Asrai Devin

Kiss me, and you will see how important I am.” ― Sylvia Plath

Meditations of the Romance Hero


I finally got around to reading Blue Eyed Devil by Lisa Kleypas. I’d been putting it off because I’d been so disappointed in Sugar Daddy. And I realized why that was.

The difference between romance and women’s fiction:

Whose story is important. In women’s fiction, it’s all about the woman’s journey. The romance is secondary to her journey. In romance, the hero’s story is just slightly less than equal to the woman’s story, and the general gist is about the conflicts between them.

I live for a good  hero. If I don’t love the hero, I don’t love the story. It’s why I struggled with “Love Can’t Wait” and “Summer Fling.” I never loved Kyle and Scott as much as I loved Corey, Kip and Doug.

It’s why in the Paladin series by Alexis Morgan, I loved Blake Trahern’s story and could read that a thousand times over, but didn’t enjoy book #4 with Cullen, as much. There are several  hundred others I could list if I thought long enough.

The hero is why I love romance. And it’s what makes my own writing work. The books where the hero is redeemed are far more popular than where the heroines story is more important.
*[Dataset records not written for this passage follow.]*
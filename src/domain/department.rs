//! The fixed catalog of department codes.
//!
//! Free text is matched against this vocabulary in two ways: an exact,
//! whitespace-normalised lookup ([`Registry::match_known`]) and a greedy
//! longest-first prefix match ([`Registry::longest_prefix_of`]).

use std::{fmt, sync::LazyLock};

use serde::Serialize;

const DEPARTMENT_CODES: &[&str] = &[
    "A&O SCI", "AERO ST", "AF AMER", "AF LANG", "AFRC ST", "AM IND", "AN N EA", "ANES", "ANTHRO",
    "APP CHEM", "APPLING", "ARABIC", "ARCH&UD", "ARCHEOL", "ARMENIA", "ART", "ART HIS", "ART&ARC",
    "ARTS ED", "ASIA AM", "ASIAN", "ASL", "ASTR", "BIOENGR", "BIOINFO", "BIOINFR", "BIOL CH",
    "BIOMATH", "BIOSTAT", "BMD RES", "BULGR", "C&EE", "C&EE ST", "C&S BIO", "CCAS", "CESC",
    "CH ENGR", "CHEM", "CHICANO", "CHIN", "CIVIC", "CLASSIC", "CLT HTG", "CLUSTER", "COM HLT",
    "COM LIT", "COM SCI", "COMM", "COMM ST", "COMPTNG", "CZCH", "DANCE", "DENT", "DESMA", "DGT HUM",
    "DIS STD", "DS BMED", "DUTCH", "EA STDS", "EC ENGR", "ECON", "EDUC", "EE BIOL", "EL ENGR",
    "ELTS", "ENGCOMP", "ENGL", "ENGR", "ENV HLT", "ENVIRON", "EPIDEM", "EPS SCI", "ESL", "ETHNMUS",
    "ETHNOMU", "FAM MED", "FIAT LX", "FILIPNO", "FILM TV", "FOOD ST", "FRNCH", "GE CLST", "GENDER",
    "GEOG", "GERMAN", "GJ STDS", "GLB HLT", "GLBL ST", "GRAD PD", "GREEK", "GRNTLGY", "HEBREW",
    "HIN-URD", "HIST", "HLT ADM", "HLT POL", "HNGAR", "HNRS", "HUM GEN", "I A STD", "I E STD",
    "I M STD", "IEP", "IL AMER", "INDO", "INF STD", "INTL DV", "IRANIAN", "ISLM ST", "ITALIAN",
    "JAPAN", "JEWISH", "KOREA", "LATIN", "LATN AM", "LAW", "LBR STD", "LBR&WS", "LGBTQS", "LGBTS",
    "LIFESCI", "LING", "LTHUAN", "M E STD", "M PHARM", "MAT SCI", "MATH", "MC&IP", "MCD BIO",
    "MECH&AE", "MED", "MED HIS", "MGMT", "MGMTEX", "MGMTFE", "MGMTFT", "MGMTGEX", "MGMTMFE",
    "MGMTMSA", "MGMTPHD", "MIA STD", "MIL SCI", "MIMG", "MOL BIO", "MOL TOX", "MSC HST", "MSC IND",
    "MUS HST", "MUS IND", "MUSC", "MUSCLG", "MUSCLGY", "MUSIC", "NAV SCI", "NEURBIO", "NEURLGY",
    "NEURO", "NEUROSC", "NEURSGY", "NONDEPT", "NR EAST", "NURSING", "OBGYN", "OPTH", "ORL BIO",
    "ORTHPDC", "PATH", "PBMED", "PEDS", "PHILOS", "PHYSCI", "PHYSICS", "PHYSIOL", "POL SCI",
    "POLSH", "PORTGSE", "PSYCH", "PSYCTRY", "PUB AFF", "PUB HLT", "PUB PLC", "QNT SCI", "RAD ONC",
    "RADIOL", "RE DEV", "RELIGN", "RES PRC", "ROMANIA", "RUSSN", "S ASIAN", "SCAND", "SCI EDU",
    "SEASIAN", "SEMITIC", "SLAVC", "SOC GEN", "SOC SC", "SOC THT", "SOC WLF", "SOCIOL", "SPAN",
    "SRB CRO", "STATS", "SUMMER", "SURGERY", "SWAHILI", "THAI", "THEATER", "TURKIC", "UG-LAW",
    "UKRN", "UNIV ST", "URBN PL", "UROLOGY", "VIETMSE", "WL ARTS", "YIDDSH",
];

static REGISTRY: LazyLock<Registry> = LazyLock::new(Registry::build);

/// A canonical department code drawn from the [`Registry`], e.g. `COM SCI`.
///
/// Values can only be obtained from the registry, so holding a
/// `DepartmentCode` proves membership.
#[derive(Debug, Clone, Copy, PartialEq, Eq, PartialOrd, Ord, Hash, Serialize)]
#[serde(transparent)]
pub struct DepartmentCode(&'static str);

impl DepartmentCode {
    /// Returns the code as a string slice.
    #[must_use]
    pub const fn as_str(self) -> &'static str {
        self.0
    }

    /// The length of the code in bytes.
    #[must_use]
    pub const fn len(self) -> usize {
        self.0.len()
    }

    /// Always `false`; registry codes are never empty.
    #[must_use]
    pub const fn is_empty(self) -> bool {
        self.0.is_empty()
    }
}

impl AsRef<str> for DepartmentCode {
    fn as_ref(&self) -> &str {
        self.0
    }
}

impl fmt::Display for DepartmentCode {
    fn fmt(&self, f: &mut fmt::Formatter) -> fmt::Result {
        f.write_str(self.0)
    }
}

/// The process-wide, read-only catalog of known department codes.
#[derive(Debug)]
pub struct Registry {
    /// Codes sorted by length, longest first. Ties keep catalog order.
    by_length: Vec<DepartmentCode>,
}

impl Registry {
    fn build() -> Self {
        let mut by_length: Vec<DepartmentCode> = Vec::with_capacity(DEPARTMENT_CODES.len());
        for &code in DEPARTMENT_CODES {
            let code = DepartmentCode(code);
            if !by_length.contains(&code) {
                by_length.push(code);
            }
        }
        by_length.sort_by_key(|code| std::cmp::Reverse(code.len()));
        Self { by_length }
    }

    /// The shared registry instance.
    #[must_use]
    pub fn global() -> &'static Self {
        &REGISTRY
    }

    /// All codes, longest first.
    #[must_use]
    pub fn by_length(&self) -> &[DepartmentCode] {
        &self.by_length
    }

    /// Exact lookup after upper-casing and collapsing whitespace.
    ///
    /// No prefix or substring heuristics are applied: `"COM  sci"` matches
    /// `COM SCI`, but `"COM"` and `"M"` match nothing.
    #[must_use]
    pub fn match_known(&self, candidate: &str) -> Option<DepartmentCode> {
        let normalized = candidate
            .split_whitespace()
            .map(str::to_uppercase)
            .collect::<Vec<_>>()
            .join(" ");
        if normalized.is_empty() {
            return None;
        }
        self.by_length
            .iter()
            .copied()
            .find(|code| code.as_str() == normalized)
    }

    /// The longest code that `text` starts with.
    #[must_use]
    pub fn longest_prefix_of(&self, text: &str) -> Option<DepartmentCode> {
        self.by_length
            .iter()
            .copied()
            .find(|code| text.starts_with(code.as_str()))
    }
}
Why I disliked Sugar Daddy and how Blue Eyed Devil fixed it all.

In Sugar Daddy, Lisa Kleypas made us fall in love with Hardy Cates. He helped Liberty, he took care of her, he rescued her, he loved her and he left her, possibly for her own good. He was dark and driven and sexy. He was a smidgen away from broken, but something inside him wouldn’t let  him break, something pushed him forward to become a success.
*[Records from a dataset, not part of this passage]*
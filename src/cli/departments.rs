use clap::Parser;
use dars::{DepartmentCode, Registry};

use super::{OutputFormat, terminal::terminal_width};

/// Line width used when the terminal size is unknown.
const DEFAULT_WIDTH: usize = 80;
const COLUMN_GAP: usize = 2;

#[derive(Debug, Parser)]
pub struct Departments {
    /// Output format (pretty, json)
    #[arg(long, value_name = "FORMAT", default_value = "pretty")]
    output: OutputFormat,
}

impl Departments {
    pub fn run(self) -> anyhow::Result<()> {
        let codes = Registry::global().by_length();
        match self.output {
            OutputFormat::Json => println!("{}", serde_json::to_string_pretty(codes)?),
            OutputFormat::Pretty => {
                let width = terminal_width().map_or(DEFAULT_WIDTH, usize::from);
                for line in columns(codes, width) {
                    println!("{line}");
                }
            }
        }
        Ok(())
    }
}

/// Lays the codes out in equal-width columns that fit in `width`.
fn columns(codes: &[DepartmentCode], width: usize) -> Vec<String> {
    let cell = codes.iter().copied().map(DepartmentCode::len).max().unwrap_or(0) + COLUMN_GAP;
    let per_line = (width / cell).max(1);

    codes
        .chunks(per_line)
        .map(|chunk| {
            chunk
                .iter()
                .map(|code| format!("{:<cell$}", code.as_str()))
                .collect::<String>()
                .trim_end()
                .to_string()
        })
        .collect()
}

#[cfg(test)]
mod tests {
    use super::*;

    #[test]
    fn every_code_is_listed_once() {
        let codes = Registry::global().by_length();
        let lines = columns(codes, 80);
        let listed: Vec<&str> = lines.iter().flat_map(|line| line.split("  ")).collect();
        let listed: Vec<&str> = listed.iter().map(|s| s.trim()).filter(|s| !s.is_empty()).collect();
        assert_eq!(listed.len(), codes.len());
    }

    #[test]
    fn narrow_width_gives_one_per_line() {
        let codes = &Registry::global().by_length()[..3];
        assert_eq!(columns(codes, 1).len(), 3);
    }
}
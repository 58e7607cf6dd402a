//! Domain models for degree audits.
//!
//! This module contains the value types produced by a parse (terms, course
//! tokens, taken courses, requirement blocks), the department registry they
//! are matched against, and the parser configuration.

/// Department codes and the fixed registry they are drawn from.
pub mod department;
pub use department::{DepartmentCode, Registry};

mod config;
pub use config::{Config, ConfigError};

mod course;
pub use course::CourseToken;

mod diagnostic;
pub use diagnostic::Diagnostic;

/// Taken courses, option groups and requirement blocks.
pub mod requirement;
pub use requirement::{AuditReport, OptionGroup, RequirementBlock, TakenCourse};

/// Academic terms (`FA23`).
pub mod term;
pub use term::{Season, Term};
And then Liberty married Gage. And, partly due the nature of women’s fiction, we didn’t really get to know Gage all that well, we didn’t get to love him like we loved Hardy.

In Blue Eyed Devil, Haven, Gage’s little sister, marries an abusive jackass, who was probably only in it because he thought her family would pay his way. Anyway, eventually she leaves him, and moves back home, where Hardy has become a wild success and their paths cross repeatedly.

Hardy comes along and sparks fly. Sadly, again, as it was about Haven’s journey, we didn’t get enough Hardy. I just re-read it today, and it lacked the hero excitement of a romance.  Their relationship felt rushed and glazed over. I loved it, but I wanted more.

What I really learned:

Kleypas is a master of description in these books. I read Sugar Daddy many years ago, so I don’t recall it as well. But this one, I long to describe things like she does. I’m a dialogue person and action person. I skim over description when I write. I want to get to witty dialogue and smut.

I’m working on it.

What is your favorite part of romance? Do you enjoy the focus on the relationship in romance or the women’s journey in women’s fic?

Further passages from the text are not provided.